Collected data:
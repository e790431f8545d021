//! AudioDecoder - WebCodecs codec state machine
//!
//! Decodes EncodedAudioChunk payloads into AudioData through the backend
//! library. All backend work runs on the instance's control-message queue;
//! the caller-facing operations enqueue one step each and return.

use std::sync::{Arc, Mutex};

use tracing::{debug, warn};

use crate::backend::{self, Packet, Rational};
use crate::codec::{DecoderConfig, DecoderContext};

use super::codec_string::parse_audio_codec_string;
use super::control::{flush_channel, CodecSignals, CodecState, ControlQueue, FlushHandle};
use super::error::{
  encoding_error, invalid_state_error, not_supported_error, Error, Result,
};
use super::{AudioData, AudioDecoderConfig, AudioDecoderSupport, EncodedAudioChunk};

/// Callback receiving each decoded AudioData
pub type AudioDataOutput = Box<dyn FnMut(AudioData) + Send>;
/// Callback receiving the single fatal error of an instance
pub type ErrorCallback = Box<dyn FnMut(Error) + Send>;
/// Callback fired on every queue-size decrement
pub type DequeueCallback = Box<dyn FnMut() + Send>;

/// AudioDecoder init record: the two required callbacks
pub struct AudioDecoderInit {
  pub output: AudioDataOutput,
  pub error: ErrorCallback,
}

struct Shared {
  context: Option<DecoderContext>,
  library: Option<backend::LibraryLease>,
  output: AudioDataOutput,
  error: ErrorCallback,
  dequeue: Option<DequeueCallback>,
  error_fired: bool,
  signals: Arc<CodecSignals>,
}

impl Shared {
  /// Internal close: free the backend, flag the state, report once
  fn fail(&mut self, err: Error) {
    self.context = None;
    self.library = None;
    self.signals.state.set(CodecState::Closed);
    if !self.error_fired {
      self.error_fired = true;
      warn!(error = %err, "audio decoder closed on error");
      (self.error)(err);
    }
  }

  /// Counter decrement plus dequeue event, exactly once per step
  fn finish_step(&mut self) {
    self.signals.decrement_queue();
    if let Some(callback) = self.dequeue.as_mut() {
      callback();
    }
  }

  fn deliver(&mut self, frames: Vec<backend::Frame>) {
    for frame in frames {
      let timestamp = Rational::MILLIS.ticks_to_us(frame.pts);
      match AudioData::from_backend_frame(&frame, timestamp) {
        Ok(data) => (self.output)(data),
        Err(err) => {
          self.fail(err);
          return;
        }
      }
    }
  }
}

/// WebCodecs-style audio decoder
pub struct AudioDecoder {
  shared: Arc<Mutex<Shared>>,
  queue: ControlQueue<Shared>,
  signals: Arc<CodecSignals>,
}

impl AudioDecoder {
  pub fn new(init: AudioDecoderInit) -> Self {
    let signals = CodecSignals::new();
    let shared = Arc::new(Mutex::new(Shared {
      context: None,
      library: None,
      output: init.output,
      error: init.error,
      dequeue: None,
      error_fired: false,
      signals: signals.clone(),
    }));
    let queue = ControlQueue::spawn(shared.clone());
    Self {
      shared,
      queue,
      signals,
    }
  }

  pub fn state(&self) -> CodecState {
    self.signals.state.get()
  }

  /// Number of pending decode steps
  pub fn decode_queue_size(&self) -> u32 {
    self.signals.queue_size()
  }

  /// Install or clear the dequeue event callback
  pub fn set_ondequeue(&self, callback: Option<DequeueCallback>) {
    if let Ok(mut shared) = self.shared.lock() {
      shared.dequeue = callback;
    }
  }

  /// Configure the decoder; enqueues the backend init
  pub fn configure(&self, config: &AudioDecoderConfig) -> Result<()> {
    if self.signals.state.get() == CodecState::Closed {
      return Err(invalid_state_error("decoder is closed"));
    }
    let parsed = parse_audio_codec_string(&config.codec)?;

    self.signals.state.set(CodecState::Configured);
    let epoch = self.signals.epoch();
    debug!(codec = %config.codec, "audio decoder configure");

    match parsed {
      None => {
        let codec = config.codec.clone();
        self.queue.enqueue(move |shared| {
          if shared.signals.epoch() != epoch {
            return;
          }
          shared.fail(not_supported_error(&format!(
            "unsupported audio codec: {}",
            codec
          )));
        });
      }
      Some(parsed) => {
        let decoder_config = DecoderConfig {
          codec: parsed.backend.to_string(),
          sample_rate: config.sample_rate,
          channels: config.number_of_channels,
          extradata: config.description.clone(),
          coded_width: 0,
          coded_height: 0,
          low_delay: false,
        };
        self.queue.enqueue(move |shared| {
          if shared.signals.epoch() != epoch {
            return;
          }
          // Release any previous backend instance before the new init
          shared.context = None;
          shared.library = None;
          let lease = match backend::acquire() {
            Some(lease) => lease,
            None => {
              shared.fail(not_supported_error("no codec library installed"));
              return;
            }
          };
          match DecoderContext::open(&*lease, &decoder_config) {
            Ok(context) => {
              shared.context = Some(context);
              shared.library = Some(lease);
            }
            Err(err) => shared.fail(not_supported_error(&err.to_string())),
          }
        });
      }
    }
    Ok(())
  }

  /// Decode one chunk; increments the queue counter synchronously
  pub fn decode(&self, chunk: &EncodedAudioChunk) -> Result<()> {
    if self.signals.state.get() != CodecState::Configured {
      return Err(invalid_state_error("decoder is not configured"));
    }

    self.signals.increment_queue();
    let data = chunk.payload().to_vec();
    let pts = Rational::MILLIS.ticks_from_us(chunk.timestamp());
    let duration = chunk
      .duration()
      .map(|d| Rational::MILLIS.ticks_from_us(d))
      .unwrap_or(0);
    let key = chunk.chunk_type() == super::EncodedAudioChunkType::Key;
    let epoch = self.signals.epoch();

    self.queue.enqueue(move |shared| {
      if shared.signals.epoch() != epoch || shared.error_fired {
        shared.finish_step();
        return;
      }
      let mut packet = Packet::new(data, pts);
      packet.duration = duration;
      packet.key = key;

      let result = match shared.context.as_mut() {
        Some(context) => context.decode(Some(&packet)),
        None => {
          shared.finish_step();
          return;
        }
      };
      shared.finish_step();
      match result {
        Ok(frames) => shared.deliver(frames),
        Err(err) => shared.fail(encoding_error(&err.to_string())),
      }
    });
    Ok(())
  }

  /// Drain the backend and deliver residual output
  pub fn flush(&self) -> Result<FlushHandle> {
    if self.signals.state.get() != CodecState::Configured {
      return Err(invalid_state_error("decoder is not configured"));
    }
    let (resolver, handle) = flush_channel();
    let epoch = self.signals.epoch();

    self.queue.enqueue(move |shared| {
      if shared.signals.epoch() != epoch || shared.error_fired {
        let _ = resolver.send(Err(super::error::abort_error("flush aborted")));
        return;
      }
      let result = match shared.context.as_mut() {
        Some(context) => context.flush(),
        None => {
          let _ = resolver.send(Err(invalid_state_error("decoder has no backend context")));
          return;
        }
      };
      match result {
        Ok(frames) => {
          shared.deliver(frames);
          let _ = resolver.send(Ok(()));
        }
        Err(err) => {
          let error = encoding_error(&err.to_string());
          shared.fail(error.clone());
          let _ = resolver.send(Err(error));
        }
      }
    });
    Ok(handle)
  }

  /// Return to Unconfigured, abandoning queued work
  pub fn reset(&self) -> Result<()> {
    if self.signals.state.get() == CodecState::Closed {
      return Err(invalid_state_error("decoder is closed"));
    }
    self.signals.state.set(CodecState::Unconfigured);
    self.signals.bump_epoch();
    debug!("audio decoder reset");
    // The free step runs for every epoch, stale or not
    self.queue.enqueue(|shared| {
      shared.context = None;
      shared.library = None;
    });
    Ok(())
  }

  /// Terminal close; idempotent, reports no error
  pub fn close(&self) {
    self.signals.state.set(CodecState::Closed);
    self.signals.bump_epoch();
    debug!("audio decoder close");
    self.queue.enqueue(|shared| {
      shared.context = None;
      shared.library = None;
    });
  }

  /// Probe whether a configuration is supported (init + free)
  pub fn is_config_supported(config: &AudioDecoderConfig) -> Result<AudioDecoderSupport> {
    let supported = match parse_audio_codec_string(&config.codec)? {
      None => false,
      Some(parsed) => match backend::acquire() {
        None => false,
        Some(lease) => {
          let decoder_config = DecoderConfig {
            codec: parsed.backend.to_string(),
            sample_rate: config.sample_rate,
            channels: config.number_of_channels,
            extradata: config.description.clone(),
            coded_width: 0,
            coded_height: 0,
            low_delay: false,
          };
          DecoderContext::open(&*lease, &decoder_config).is_ok()
        }
      },
    };
    Ok(AudioDecoderSupport {
      supported,
      config: config.clone(),
    })
  }
}

impl std::fmt::Debug for AudioDecoder {
  fn fmt(&self, f: &mut std::fmt::Formatter<'_>) -> std::fmt::Result {
    f.debug_struct("AudioDecoder")
      .field("state", &self.state())
      .field("decode_queue_size", &self.decode_queue_size())
      .finish()
  }
}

EXERCISE DESCRIPTION: Using the entries above, output exactly the lines between the line holding "fn finish_step(&mut self)" and the line holding "pending decode steps", end lines included, and nothing more.

RESULT BELOW:
  fn finish_step(&mut self) {
    self.signals.decrement_queue();
    if let Some(callback) = self.dequeue.as_mut() {
      callback();
    }
  }

  fn deliver(&mut self, frames: Vec<backend::Frame>) {
    for frame in frames {
      let timestamp = Rational::MILLIS.ticks_to_us(frame.pts);
      match AudioData::from_backend_frame(&frame, timestamp) {
        Ok(data) => (self.output)(data),
        Err(err) => {
          self.fail(err);
          return;
        }
      }
    }
  }
}

/// WebCodecs-style audio decoder
pub struct AudioDecoder {
  shared: Arc<Mutex<Shared>>,
  queue: ControlQueue<Shared>,
  signals: Arc<CodecSignals>,
}

impl AudioDecoder {
  pub fn new(init: AudioDecoderInit) -> Self {
    let signals = CodecSignals::new();
    let shared = Arc::new(Mutex::new(Shared {
      context: None,
      library: None,
      output: init.output,
      error: init.error,
      dequeue: None,
      error_fired: false,
      signals: signals.clone(),
    }));
    let queue = ControlQueue::spawn(shared.clone());
    Self {
      shared,
      queue,
      signals,
    }
  }

  pub fn state(&self) -> CodecState {
    self.signals.state.get()
  }

  /// Number of pending decode steps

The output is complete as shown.